- DATASET RECORDS -
"""

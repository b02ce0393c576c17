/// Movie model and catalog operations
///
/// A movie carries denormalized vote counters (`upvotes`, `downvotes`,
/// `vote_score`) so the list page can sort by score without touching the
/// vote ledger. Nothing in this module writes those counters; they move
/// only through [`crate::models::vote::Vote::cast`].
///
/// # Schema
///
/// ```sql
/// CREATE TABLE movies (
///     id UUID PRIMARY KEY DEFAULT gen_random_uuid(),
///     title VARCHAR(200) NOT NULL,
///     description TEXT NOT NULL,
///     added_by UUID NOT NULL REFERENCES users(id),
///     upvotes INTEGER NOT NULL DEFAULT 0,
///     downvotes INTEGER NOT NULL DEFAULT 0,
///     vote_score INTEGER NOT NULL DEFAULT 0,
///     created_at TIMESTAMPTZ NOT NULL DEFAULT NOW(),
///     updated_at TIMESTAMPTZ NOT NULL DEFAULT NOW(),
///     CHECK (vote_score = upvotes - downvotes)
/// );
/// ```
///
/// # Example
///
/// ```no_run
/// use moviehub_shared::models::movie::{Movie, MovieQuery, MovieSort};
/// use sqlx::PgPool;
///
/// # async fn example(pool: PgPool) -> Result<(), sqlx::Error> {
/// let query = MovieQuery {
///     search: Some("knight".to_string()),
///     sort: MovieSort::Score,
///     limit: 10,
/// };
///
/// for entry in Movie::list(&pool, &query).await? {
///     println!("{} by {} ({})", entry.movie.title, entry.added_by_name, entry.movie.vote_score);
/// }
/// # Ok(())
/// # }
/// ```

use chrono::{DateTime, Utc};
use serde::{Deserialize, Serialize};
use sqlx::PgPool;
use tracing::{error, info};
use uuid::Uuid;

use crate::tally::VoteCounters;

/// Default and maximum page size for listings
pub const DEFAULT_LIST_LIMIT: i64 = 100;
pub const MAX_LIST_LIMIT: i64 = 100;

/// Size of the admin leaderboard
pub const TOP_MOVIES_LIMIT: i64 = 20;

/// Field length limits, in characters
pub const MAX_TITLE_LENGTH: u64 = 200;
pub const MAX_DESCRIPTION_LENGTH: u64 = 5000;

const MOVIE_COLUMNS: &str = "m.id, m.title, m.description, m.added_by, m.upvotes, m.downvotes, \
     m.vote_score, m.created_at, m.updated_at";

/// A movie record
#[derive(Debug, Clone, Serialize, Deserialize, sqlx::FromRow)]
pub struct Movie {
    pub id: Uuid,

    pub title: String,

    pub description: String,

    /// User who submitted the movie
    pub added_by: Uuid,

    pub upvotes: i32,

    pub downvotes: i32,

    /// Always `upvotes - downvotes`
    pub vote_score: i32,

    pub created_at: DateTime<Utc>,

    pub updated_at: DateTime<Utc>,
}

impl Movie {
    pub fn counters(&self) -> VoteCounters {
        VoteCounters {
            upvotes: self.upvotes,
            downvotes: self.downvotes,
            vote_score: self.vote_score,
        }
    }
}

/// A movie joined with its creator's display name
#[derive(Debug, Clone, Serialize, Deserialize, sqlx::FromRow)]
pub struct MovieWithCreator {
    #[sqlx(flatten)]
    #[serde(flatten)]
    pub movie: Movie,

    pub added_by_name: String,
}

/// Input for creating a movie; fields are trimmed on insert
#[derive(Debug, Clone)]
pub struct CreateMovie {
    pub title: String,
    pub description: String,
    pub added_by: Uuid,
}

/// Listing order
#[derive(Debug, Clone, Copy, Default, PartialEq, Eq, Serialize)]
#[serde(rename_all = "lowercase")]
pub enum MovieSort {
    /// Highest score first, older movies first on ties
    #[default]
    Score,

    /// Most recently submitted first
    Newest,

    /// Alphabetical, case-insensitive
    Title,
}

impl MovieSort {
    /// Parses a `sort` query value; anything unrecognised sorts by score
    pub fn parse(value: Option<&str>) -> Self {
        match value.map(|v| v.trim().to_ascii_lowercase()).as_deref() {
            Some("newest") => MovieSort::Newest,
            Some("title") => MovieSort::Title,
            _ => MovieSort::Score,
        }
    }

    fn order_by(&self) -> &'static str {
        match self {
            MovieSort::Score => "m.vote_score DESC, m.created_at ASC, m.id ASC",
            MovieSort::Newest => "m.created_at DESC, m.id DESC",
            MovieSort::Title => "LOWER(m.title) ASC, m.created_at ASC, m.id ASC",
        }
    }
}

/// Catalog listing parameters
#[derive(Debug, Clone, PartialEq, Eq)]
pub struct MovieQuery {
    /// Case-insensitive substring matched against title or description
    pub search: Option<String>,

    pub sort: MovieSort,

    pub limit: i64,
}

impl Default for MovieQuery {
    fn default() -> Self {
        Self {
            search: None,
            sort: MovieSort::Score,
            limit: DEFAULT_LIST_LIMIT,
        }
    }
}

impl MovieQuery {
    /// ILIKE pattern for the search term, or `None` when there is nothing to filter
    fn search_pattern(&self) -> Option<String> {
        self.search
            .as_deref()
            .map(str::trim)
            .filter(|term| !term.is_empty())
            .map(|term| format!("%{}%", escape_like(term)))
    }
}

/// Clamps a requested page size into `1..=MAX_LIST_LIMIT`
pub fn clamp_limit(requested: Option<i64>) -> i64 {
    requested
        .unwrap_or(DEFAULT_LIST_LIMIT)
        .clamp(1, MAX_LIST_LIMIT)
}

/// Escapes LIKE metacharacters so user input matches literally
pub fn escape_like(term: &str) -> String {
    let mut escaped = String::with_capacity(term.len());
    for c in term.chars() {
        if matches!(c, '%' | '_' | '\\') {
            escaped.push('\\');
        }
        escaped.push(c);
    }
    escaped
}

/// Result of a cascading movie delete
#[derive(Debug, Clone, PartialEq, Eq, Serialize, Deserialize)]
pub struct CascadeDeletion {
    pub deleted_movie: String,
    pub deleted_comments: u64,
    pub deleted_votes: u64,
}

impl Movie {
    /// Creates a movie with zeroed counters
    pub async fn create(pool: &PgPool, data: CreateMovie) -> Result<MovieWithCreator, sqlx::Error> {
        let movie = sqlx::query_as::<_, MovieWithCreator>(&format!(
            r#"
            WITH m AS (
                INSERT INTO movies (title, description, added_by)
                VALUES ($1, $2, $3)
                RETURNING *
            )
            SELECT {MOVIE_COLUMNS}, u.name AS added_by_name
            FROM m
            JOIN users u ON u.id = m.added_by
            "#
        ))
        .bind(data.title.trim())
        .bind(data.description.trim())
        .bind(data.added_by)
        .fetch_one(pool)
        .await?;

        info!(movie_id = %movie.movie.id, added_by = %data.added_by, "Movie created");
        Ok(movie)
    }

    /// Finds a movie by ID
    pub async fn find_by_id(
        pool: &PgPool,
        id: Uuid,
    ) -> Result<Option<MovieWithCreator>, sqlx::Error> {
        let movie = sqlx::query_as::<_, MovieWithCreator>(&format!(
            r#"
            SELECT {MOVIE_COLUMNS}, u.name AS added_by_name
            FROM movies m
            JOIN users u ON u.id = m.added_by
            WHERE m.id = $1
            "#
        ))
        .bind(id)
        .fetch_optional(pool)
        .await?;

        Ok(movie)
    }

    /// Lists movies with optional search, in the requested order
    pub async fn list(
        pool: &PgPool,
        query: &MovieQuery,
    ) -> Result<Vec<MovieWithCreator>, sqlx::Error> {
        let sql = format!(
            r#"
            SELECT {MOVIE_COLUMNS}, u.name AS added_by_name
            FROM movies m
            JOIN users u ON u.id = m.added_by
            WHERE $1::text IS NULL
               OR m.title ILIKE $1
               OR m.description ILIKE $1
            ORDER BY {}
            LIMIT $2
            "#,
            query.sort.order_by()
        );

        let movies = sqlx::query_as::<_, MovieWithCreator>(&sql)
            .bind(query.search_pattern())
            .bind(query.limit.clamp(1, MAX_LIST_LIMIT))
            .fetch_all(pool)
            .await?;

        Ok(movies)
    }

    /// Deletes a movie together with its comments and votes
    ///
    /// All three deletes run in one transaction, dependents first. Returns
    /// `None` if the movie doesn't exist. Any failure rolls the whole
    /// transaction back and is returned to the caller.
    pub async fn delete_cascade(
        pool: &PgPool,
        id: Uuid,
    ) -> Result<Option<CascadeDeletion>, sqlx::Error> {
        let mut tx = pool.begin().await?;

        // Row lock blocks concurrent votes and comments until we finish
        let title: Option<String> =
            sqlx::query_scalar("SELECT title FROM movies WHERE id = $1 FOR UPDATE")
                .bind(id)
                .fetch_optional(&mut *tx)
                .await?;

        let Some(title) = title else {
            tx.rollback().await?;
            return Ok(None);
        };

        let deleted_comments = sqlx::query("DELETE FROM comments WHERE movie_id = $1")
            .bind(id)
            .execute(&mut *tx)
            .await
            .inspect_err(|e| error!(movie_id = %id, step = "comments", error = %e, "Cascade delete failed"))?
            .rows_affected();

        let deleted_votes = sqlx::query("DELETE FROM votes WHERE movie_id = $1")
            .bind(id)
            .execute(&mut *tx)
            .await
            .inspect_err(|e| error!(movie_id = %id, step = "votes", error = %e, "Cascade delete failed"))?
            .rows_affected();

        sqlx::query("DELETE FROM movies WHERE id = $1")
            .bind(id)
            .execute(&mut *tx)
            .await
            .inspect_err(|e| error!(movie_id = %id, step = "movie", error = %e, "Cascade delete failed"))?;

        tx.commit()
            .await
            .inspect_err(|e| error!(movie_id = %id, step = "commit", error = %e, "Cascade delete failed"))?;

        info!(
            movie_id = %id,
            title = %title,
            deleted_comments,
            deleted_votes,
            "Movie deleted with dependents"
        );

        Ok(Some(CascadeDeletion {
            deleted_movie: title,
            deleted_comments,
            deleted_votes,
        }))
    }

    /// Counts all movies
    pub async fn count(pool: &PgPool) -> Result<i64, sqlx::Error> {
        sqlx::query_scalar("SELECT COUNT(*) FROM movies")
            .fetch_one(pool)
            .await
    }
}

"""

Count up the lines in the entries that hold "INTEGER", and respond with that count and no other text.

- SOLUTION FOR THIS TASK -
3